___ DATASET RECORDS ___
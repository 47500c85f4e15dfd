//! Live session: connect, register, and stream published console state.

use std::sync::Arc;

use tokio_stream::StreamExt;
use vccs_core::{ConsoleState, GgSlot, Session, TracingSink};

use crate::cli::{GlobalOpts, OutputFormat, RunArgs};
use crate::config;
use crate::error::CliError;
use crate::output;

pub async fn handle(args: RunArgs, global: &GlobalOpts) -> Result<(), CliError> {
    let mut session_config = config::session_config(global)?;
    if !args.positions.is_empty() {
        session_config.positions = args.positions;
    }

    let session = Session::load(session_config, Arc::new(TracingSink)).await?;
    session.init().await?;

    let color = output::should_color(global.color);
    let mut states = session.state_stream();
    let mut link = session.connection_state();

    let deadline = async {
        match args.duration {
            Some(duration) => tokio::time::sleep(duration).await,
            None => std::future::pending().await,
        }
    };
    let ctrl_c = tokio::signal::ctrl_c();
    tokio::pin!(deadline, ctrl_c);

    let result = loop {
        tokio::select! {
            () = &mut deadline => break Ok(()),
            signal = &mut ctrl_c => break signal.map_err(CliError::from),
            Ok(()) = link.changed() => {
                let state = *link.borrow_and_update();
                tracing::info!(?state, "backend link changed");
            }
            Some(state) = states.next() => {
                if let Err(err) = print_state(&state, global, color) {
                    break Err(err);
                }
            }
        }
    };

    session.dispose().await;
    result
}

fn print_state(state: &ConsoleState, global: &GlobalOpts, color: bool) -> Result<(), CliError> {
    let out = match global.output {
        // one document per line while streaming
        OutputFormat::Json | OutputFormat::JsonCompact => output::render_json(state, true)?,
        OutputFormat::Table => summary(state, color),
        OutputFormat::Plain => gg_line(state, false),
    };
    output::print_output(&out, global.quiet);
    Ok(())
}

/// One status line per published snapshot.
fn summary(state: &ConsoleState, color: bool) -> String {
    let when = state
        .updated_at
        .map_or_else(|| "--:--:--".into(), |t| t.format("%H:%M:%S").to_string());
    let who = state
        .identity
        .as_ref()
        .map_or("-", |identity| identity.callsign.as_str());

    let mut line = format!(
        "[{when}] {} A/G {} | G/G {}",
        output::paint_ident(who, color),
        state.ag.len(),
        gg_line(state, color),
    );
    if !state.vscs.is_empty() {
        line.push_str(&format!(" | VSCS {}", state.vscs.len()));
    }
    if state.overridden() {
        line.push_str(" | OVERRIDDEN");
    }
    if state.transmit_key {
        line.push_str(" | PTT");
    }
    line.push_str(&format!(
        " | dial {}",
        output::paint_status(state.dial_status.as_str(), color)
    ));
    line
}

fn gg_line(state: &ConsoleState, color: bool) -> String {
    let slots: Vec<String> = state
        .gg
        .iter()
        .map(|slot| match slot {
            GgSlot::Placeholder => "-".into(),
            GgSlot::Line(line) => {
                format!("{}:{}", line.line_id, output::paint_status(&line.status, color))
            }
        })
        .collect();
    slots.join(" ")
}

#[cfg(test)]
mod tests {
    use super::*;
    use vccs_core::{CallKind, DialStatus, Identity, LineStatus};

    #[test]
    fn summary_lists_panel_in_order() {
        let state = ConsoleState {
            identity: Some(Identity {
                callsign: "OAK_40_CTR".into(),
                id: Some(7),
            }),
            gg: vec![
                GgSlot::Line(LineStatus {
                    call: "gg_100".into(),
                    kind: CallKind::GroundGroundDirect,
                    line_id: "100".into(),
                    label: "Tower".into(),
                    line_type: None,
                    status: "ok".into(),
                    talking: None,
                }),
                GgSlot::Placeholder,
            ],
            transmit_key: true,
            dial_status: DialStatus::Idle,
            ..ConsoleState::default()
        };

        assert_eq!(
            summary(&state, false),
            "[--:--:--] OAK_40_CTR A/G 0 | G/G 100:ok - | PTT | dial idle"
        );
    }
}
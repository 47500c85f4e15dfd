// ── Core error types ──
//
// Errors surfaced by the session engine. Transport faults from vccs-api
// are folded into domain variants by the `From` impl below; consumers
// never match on websocket or HTTP specifics.

use thiserror::Error;

use crate::dial::DialError;

/// Unified error type for the core crate.
#[derive(Debug, Error)]
pub enum CoreError {
    // ── Connection errors ────────────────────────────────────────────
    #[error("Cannot connect to backend at {url}: {reason}")]
    ConnectionFailed { url: String, reason: String },

    #[error("Backend connection timed out after {timeout_ms}ms")]
    Timeout { timeout_ms: u64 },

    // ── Data errors ──────────────────────────────────────────────────
    #[error("Invalid facility document: {message}")]
    Facility { message: String },

    #[error("Malformed backend data: {message}")]
    Decode { message: String },

    // ── Operation errors ─────────────────────────────────────────────
    #[error(transparent)]
    Dial(#[from] DialError),

    #[error("Session is not running")]
    SessionClosed,

    // ── Configuration errors ─────────────────────────────────────────
    #[error("Configuration error: {message}")]
    Config { message: String },

    // ── Internal errors ──────────────────────────────────────────────
    #[error("Internal error: {0}")]
    Internal(String),
}

// ── Conversion from transport-layer errors ───────────────────────────

impl From<vccs_api::Error> for CoreError {
    fn from(err: vccs_api::Error) -> Self {
        match err {
            vccs_api::Error::WebSocketConnect(reason) => CoreError::ConnectionFailed {
                url: "<backend>".into(),
                reason,
            },
            vccs_api::Error::WebSocketClosed { code, reason } => CoreError::ConnectionFailed {
                url: "<backend>".into(),
                reason: format!("closed with code {code}: {reason}"),
            },
            vccs_api::Error::Timeout { timeout_ms } => CoreError::Timeout { timeout_ms },
            vccs_api::Error::Transport(ref e) => {
                if e.is_timeout() {
                    CoreError::Timeout { timeout_ms: 0 }
                } else if e.is_connect() {
                    CoreError::ConnectionFailed {
                        url: e
                            .url()
                            .map_or_else(|| "<unknown>".into(), ToString::to_string),
                        reason: e.to_string(),
                    }
                } else {
                    CoreError::Facility {
                        message: e.to_string(),
                    }
                }
            }
            vccs_api::Error::InvalidUrl(e) => CoreError::Config {
                message: format!("invalid URL: {e}"),
            },
            vccs_api::Error::Decode { message, .. } => CoreError::Decode { message },
            vccs_api::Error::MissingField { kind, field } => CoreError::Decode {
                message: format!("'{kind}' message is missing {field}"),
            },
            vccs_api::Error::Encode(e) => CoreError::Internal(e.to_string()),
        }
    }
}

#[cfg(test)]
mod tests {
    use super::*;

    #[test]
    fn api_errors_map_to_domain_variants() {
        let timeout: CoreError = vccs_api::Error::Timeout { timeout_ms: 500 }.into();
        assert!(matches!(timeout, CoreError::Timeout { timeout_ms: 500 }));

        let missing: CoreError = vccs_api::Error::MissingField {
            kind: "facility".into(),
            field: "cmd1",
        }
        .into();
        assert_eq!(
            missing.to_string(),
            "Malformed backend data: 'facility' message is missing cmd1"
        );
    }
}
___
Copy every entry exactly.

● **ANSWER SECTION**
repository 47500c85f4e15dfd
//! Live session: connect, register, and stream published console state.

use std::sync::Arc;

use tokio_stream::StreamExt;
use vccs_core::{ConsoleState, GgSlot, Session, TracingSink};

use crate::cli::{GlobalOpts, OutputFormat, RunArgs};
use crate::config;
use crate::error::CliError;
use crate::output;

pub async fn handle(args: RunArgs, global: &GlobalOpts) -> Result<(), CliError> {
    let mut session_config = config::session_config(global)?;
    if !args.positions.is_empty() {
        session_config.positions = args.positions;
    }

    let session = Session::load(session_config, Arc::new(TracingSink)).await?;
    session.init().await?;

    let color = output::should_color(global.color);
    let mut states = session.state_stream();
    let mut link = session.connection_state();

    let deadline = async {
        match args.duration {
            Some(duration) => tokio::time::sleep(duration).await,
            None => std::future::pending().await,
        }
    };
    let ctrl_c = tokio::signal::ctrl_c();
    tokio::pin!(deadline, ctrl_c);

    let result = loop {
        tokio::select! {
            () = &mut deadline => break Ok(()),
            signal = &mut ctrl_c => break signal.map_err(CliError::from),
            Ok(()) = link.changed() => {
                let state = *link.borrow_and_update();
                tracing::info!(?state, "backend link changed");
            }
            Some(state) = states.next() => {
                if let Err(err) = print_state(&state, global, color) {
                    break Err(err);
                }
            }
        }
    };

    session.dispose().await;
    result
}

fn print_state(state: &ConsoleState, global: &GlobalOpts, color: bool) -> Result<(), CliError> {
    let out = match global.output {
        // one document per line while streaming
        OutputFormat::Json | OutputFormat::JsonCompact => output::render_json(state, true)?,
        OutputFormat::Table => summary(state, color),
        OutputFormat::Plain => gg_line(state, false),
    };
    output::print_output(&out, global.quiet);
    Ok(())
}

/// One status line per published snapshot.
fn summary(state: &ConsoleState, color: bool) -> String {
    let when = state
        .updated_at
        .map_or_else(|| "--:--:--".into(), |t| t.format("%H:%M:%S").to_string());
    let who = state
        .identity
        .as_ref()
        .map_or("-", |identity| identity.callsign.as_str());

    let mut line = format!(
        "[{when}] {} A/G {} | G/G {}",
        output::paint_ident(who, color),
        state.ag.len(),
        gg_line(state, color),
    );
    if !state.vscs.is_empty() {
        line.push_str(&format!(" | VSCS {}", state.vscs.len()));
    }
    if state.overridden() {
        line.push_str(" | OVERRIDDEN");
    }
    if state.transmit_key {
        line.push_str(" | PTT");
    }
    line.push_str(&format!(
        " | dial {}",
        output::paint_status(state.dial_status.as_str(), color)
    ));
    line
}

fn gg_line(state: &ConsoleState, color: bool) -> String {
    let slots: Vec<String> = state
        .gg
        .iter()
        .map(|slot| match slot {
            GgSlot::Placeholder => "-".into(),
            GgSlot::Line(line) => {
                format!("{}:{}", line.line_id, output::paint_status(&line.status, color))
            }
        })
        .collect();
    slots.join(" ")
}

#[cfg(test)]
mod tests {
    use super::*;
    use vccs_core::{CallKind, DialStatus, Identity, LineStatus};

    #[test]
    fn summary_lists_panel_in_order() {
        let state = ConsoleState {
            identity: Some(Identity {
                callsign: "OAK_40_CTR".into(),
                id: Some(7),
            }),
            gg: vec![
                GgSlot::Line(LineStatus {
                    call: "gg_100".into(),
                    kind: CallKind::GroundGroundDirect,
                    line_id: "100".into(),
                    label: "Tower".into(),
                    line_type: None,
                    status: "ok".into(),
                    talking: None,
                }),
                GgSlot::Placeholder,
            ],
            transmit_key: true,
            dial_status: DialStatus::Idle,
            ..ConsoleState::default()
        };

        assert_eq!(
            summary(&state, false),
            "[--:--:--] OAK_40_CTR A/G 0 | G/G 100:ok - | PTT | dial idle"
        );
    }
}
repository 47500c85f4e15dfd
// ── Core error types ──
//
// Errors surfaced by the session engine. Transport faults from vccs-api
// are folded into domain variants by the `From` impl below; consumers
// never match on websocket or HTTP specifics.

use thiserror::Error;

use crate::dial::DialError;

/// Unified error type for the core crate.
#[derive(Debug, Error)]
pub enum CoreError {
    // ── Connection errors ────────────────────────────────────────────
    #[error("Cannot connect to backend at {url}: {reason}")]
    ConnectionFailed { url: String, reason: String },

    #[error("Backend connection timed out after {timeout_ms}ms")]
    Timeout { timeout_ms: u64 },

    // ── Data errors ──────────────────────────────────────────────────
    #[error("Invalid facility document: {message}")]
    Facility { message: String },

    #[error("Malformed backend data: {message}")]
    Decode { message: String },

    // ── Operation errors ─────────────────────────────────────────────
    #[error(transparent)]
    Dial(#[from] DialError),

    #[error("Session is not running")]
    SessionClosed,

    // ── Configuration errors ─────────────────────────────────────────
    #[error("Configuration error: {message}")]
    Config { message: String },

    // ── Internal errors ──────────────────────────────────────────────
    #[error("Internal error: {0}")]
    Internal(String),
}

// ── Conversion from transport-layer errors ───────────────────────────

impl From<vccs_api::Error> for CoreError {
    fn from(err: vccs_api::Error) -> Self {
        match err {
            vccs_api::Error::WebSocketConnect(reason) => CoreError::ConnectionFailed {
                url: "<backend>".into(),
                reason,
            },
            vccs_api::Error::WebSocketClosed { code, reason } => CoreError::ConnectionFailed {
                url: "<backend>".into(),
                reason: format!("closed with code {code}: {reason}"),
            },
            vccs_api::Error::Timeout { timeout_ms } => CoreError::Timeout { timeout_ms },
            vccs_api::Error::Transport(ref e) => {
                if e.is_timeout() {
                    CoreError::Timeout { timeout_ms: 0 }
                } else if e.is_connect() {
                    CoreError::ConnectionFailed {
                        url: e
                            .url()
                            .map_or_else(|| "<unknown>".into(), ToString::to_string),
                        reason: e.to_string(),
                    }
                } else {
                    CoreError::Facility {
                        message: e.to_string(),
                    }
                }
            }
            vccs_api::Error::InvalidUrl(e) => CoreError::Config {
                message: format!("invalid URL: {e}"),
            },
            vccs_api::Error::Decode { message, .. } => CoreError::Decode { message },
            vccs_api::Error::MissingField { kind, field } => CoreError::Decode {
                message: format!("'{kind}' message is missing {field}"),
            },
            vccs_api::Error::Encode(e) => CoreError::Internal(e.to_string()),
        }
    }
}

#[cfg(test)]
mod tests {
    use super::*;

    #[test]
    fn api_errors_map_to_domain_variants() {
        let timeout: CoreError = vccs_api::Error::Timeout { timeout_ms: 500 }.into();
        assert!(matches!(timeout, CoreError::Timeout { timeout_ms: 500 }));

        let missing: CoreError = vccs_api::Error::MissingField {
            kind: "facility".into(),
            field: "cmd1",
        }
        .into();
        assert_eq!(
            missing.to_string(),
            "Malformed backend data: 'facility' message is missing cmd1"
        );
    }
}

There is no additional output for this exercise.